Photosystem II membranes were isolated from chloroplasts of pokeweed (Phytolacca americana) and rendered deficient in Ca2+, an inorganic cofactor of photosynthetic water oxidation. The thermoluminescence properties of such membranes were found to depend on the Ca2+-depleting method used. This feature was analyzed with respect to the thermoluminescence emission that accompanied the recombination reaction between the reduced acceptor Q(A)- and the oxidant of the S2 state. It was determined that the differences observed among various preparations of Ca2+-depleted membranes were attributable to the presence or absence of the extrinsic 23 kDa polypeptide on the membranes.

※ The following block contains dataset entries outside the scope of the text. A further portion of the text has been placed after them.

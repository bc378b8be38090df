//! Conversions from driven-port errors into domain [`Error`]s.
//!
//! Connection failures surface as `service_unavailable`; everything else the
//! stores report is an `internal_error`, except duplicate employee ids which
//! are a client-visible `conflict`.

use serde_json::json;

use super::Error;
use super::ports::{
    AdminRepositoryError, ContactSubmissionRepositoryError, CredentialHasherError,
    EmployeeRepositoryError, NotificationRepositoryError, TeacherProfileRepositoryError,
};

impl From<EmployeeRepositoryError> for Error {
    fn from(value: EmployeeRepositoryError) -> Self {
        match value {
            EmployeeRepositoryError::Connection { message } => {
                Error::service_unavailable(format!("employee store unavailable: {message}"))
            }
            EmployeeRepositoryError::Query { message } => {
                Error::internal(format!("employee store error: {message}"))
            }
            EmployeeRepositoryError::DuplicateEmployeeId { employee_id } => {
                Error::conflict(format!("employee id {employee_id} is already registered"))
                    .with_details(json!({
                        "field": "employeeId",
                        "code": "duplicate_employee_id",
                    }))
            }
        }
    }
}

impl From<AdminRepositoryError> for Error {
    fn from(value: AdminRepositoryError) -> Self {
        match value {
            AdminRepositoryError::Connection { message } => {
                Error::service_unavailable(format!("admin store unavailable: {message}"))
            }
            AdminRepositoryError::Query { message } => {
                Error::internal(format!("admin store error: {message}"))
            }
        }
    }
}

impl From<TeacherProfileRepositoryError> for Error {
    fn from(value: TeacherProfileRepositoryError) -> Self {
        match value {
            TeacherProfileRepositoryError::Connection { message } => {
                Error::service_unavailable(format!("profile store unavailable: {message}"))
            }
            TeacherProfileRepositoryError::Query { message } => {
                Error::internal(format!("profile store error: {message}"))
            }
            TeacherProfileRepositoryError::Document { field, message } => {
                Error::internal(format!("profile document {field} is malformed: {message}"))
            }
        }
    }
}

impl From<NotificationRepositoryError> for Error {
    fn from(value: NotificationRepositoryError) -> Self {
        match value {
            NotificationRepositoryError::Connection { message } => {
                Error::service_unavailable(format!("notification store unavailable: {message}"))
            }
            NotificationRepositoryError::Query { message } => {
                Error::internal(format!("notification store error: {message}"))
            }
        }
    }
}

impl From<ContactSubmissionRepositoryError> for Error {
    fn from(value: ContactSubmissionRepositoryError) -> Self {
        match value {
            ContactSubmissionRepositoryError::Connection { message } => {
                Error::service_unavailable(format!("contact archive unavailable: {message}"))
            }
            ContactSubmissionRepositoryError::Query { message } => {
                Error::internal(format!("contact archive error: {message}"))
            }
        }
    }
}

impl From<CredentialHasherError> for Error {
    fn from(value: CredentialHasherError) -> Self {
        Error::internal(value.to_string())
    }
}

#[cfg(test)]
mod tests {
    use super::*;
    use crate::domain::ErrorCode;
    use rstest::rstest;

    #[rstest]
    #[case(EmployeeRepositoryError::connection("refused").into(), ErrorCode::ServiceUnavailable)]
    #[case(EmployeeRepositoryError::query("syntax").into(), ErrorCode::InternalError)]
    #[case(AdminRepositoryError::connection("refused").into(), ErrorCode::ServiceUnavailable)]
    #[case(
        TeacherProfileRepositoryError::document("education", "bad json").into(),
        ErrorCode::InternalError
    )]
    #[case(NotificationRepositoryError::query("boom").into(), ErrorCode::InternalError)]
    #[case(CredentialHasherError::hash("params").into(), ErrorCode::InternalError)]
    fn store_errors_map_to_codes(#[case] error: Error, #[case] expected: ErrorCode) {
        assert_eq!(error.code(), expected);
    }

    #[rstest]
    fn duplicate_ids_are_conflicts_with_a_stable_code() {
        let error: Error = EmployeeRepositoryError::duplicate_employee_id("EMP001").into();
        assert_eq!(error.code(), ErrorCode::Conflict);
        let details = error.details().expect("details present");
        assert_eq!(details["code"], "duplicate_employee_id");
    }
}
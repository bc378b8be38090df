//! Administrator membership.
//!
//! A row in the admin store marks an employee as an administrator; the role
//! string is informational and defaults to [`AdminRole::DEFAULT`].

use std::collections::BTreeSet;

use super::EmployeeId;

/// Role label stored next to an admin membership.
#[derive(Debug, Clone, PartialEq, Eq)]
pub struct AdminRole(String);

impl AdminRole {
    pub const DEFAULT: &'static str = "admin";

    /// Build a role, falling back to [`Self::DEFAULT`] when blank.
    pub fn new(role: impl AsRef<str>) -> Self {
        let trimmed = role.as_ref().trim();
        if trimmed.is_empty() {
            Self::default()
        } else {
            Self(trimmed.to_owned())
        }
    }
}

impl Default for AdminRole {
    fn default() -> Self {
        Self(Self::DEFAULT.to_owned())
    }
}

impl AsRef<str> for AdminRole {
    fn as_ref(&self) -> &str {
        self.0.as_str()
    }
}

/// Set of employee identifiers that hold admin membership.
///
/// # Examples
/// ```
/// use backend::domain::{AdminSet, EmployeeId};
///
/// let admin = EmployeeId::new("EMP001").unwrap();
/// let admins: AdminSet = [admin.clone()].into_iter().collect();
/// assert!(admins.contains(&admin));
/// ```
#[derive(Debug, Clone, Default, PartialEq, Eq)]
pub struct AdminSet(BTreeSet<EmployeeId>);

impl AdminSet {
    pub fn contains(&self, employee_id: &EmployeeId) -> bool {
        self.0.contains(employee_id)
    }

    pub fn insert(&mut self, employee_id: EmployeeId) -> bool {
        self.0.insert(employee_id)
    }

    pub fn len(&self) -> usize {
        self.0.len()
    }

    pub fn is_empty(&self) -> bool {
        self.0.is_empty()
    }

    pub fn iter(&self) -> impl Iterator<Item = &EmployeeId> {
        self.0.iter()
    }
}

impl FromIterator<EmployeeId> for AdminSet {
    fn from_iter<I: IntoIterator<Item = EmployeeId>>(iter: I) -> Self {
        Self(iter.into_iter().collect())
    }
}

#[cfg(test)]
mod tests {
    use super::*;
    use rstest::rstest;

    #[rstest]
    #[case("", "admin")]
    #[case("  ", "admin")]
    #[case(" principal ", "principal")]
    fn blank_roles_fall_back_to_default(#[case] raw: &str, #[case] expected: &str) {
        assert_eq!(AdminRole::new(raw).as_ref(), expected);
    }

    #[rstest]
    fn membership_is_case_insensitive_through_employee_id() {
        let admins: AdminSet = [EmployeeId::new("emp001").expect("valid id")]
            .into_iter()
            .collect();
        assert!(admins.contains(&EmployeeId::new("EMP001").expect("valid id")));
        assert!(!admins.contains(&EmployeeId::new("EMP002").expect("valid id")));
        assert_eq!(admins.len(), 1);
    }
}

The binding of this polypeptide to Ca2+-depleted membranes devoid of the 17 and 23 kDa extrinsic polypeptides caused the thermoluminescence to be emitted at a higher temperature due to a further stabilization of an already abnormally stable S2 state. Addition of the chelators EDTA or EGTA and of citrate brought about a similar response. The conditions required for the upshift of the emission temperature of thermoluminescence strongly resembled those identified by Boussac et al. (FEBS Lett. 277 (1990) 69-74) as responsible for modifying the EPR multiline signal from the S2 state of Ca2+-depleted PS II membranes. Consistent with the authors' interpretation of the reason for this modification, we conclude that the elevated emission temperature of the thermoluminescence emission reflects an abnormal ligand environment of the Mn-center in PS II that may be created by a direct ligation of the added agents to Mn. Evidence is also presented that the return to a normal S2 after an addition of Ca2+ occurs via yet another condition of S2 which, in terms of its thermoluminescence properties, resembles that of Ca2+-depleted membranes before addition of modifying agents, but is not identical to it.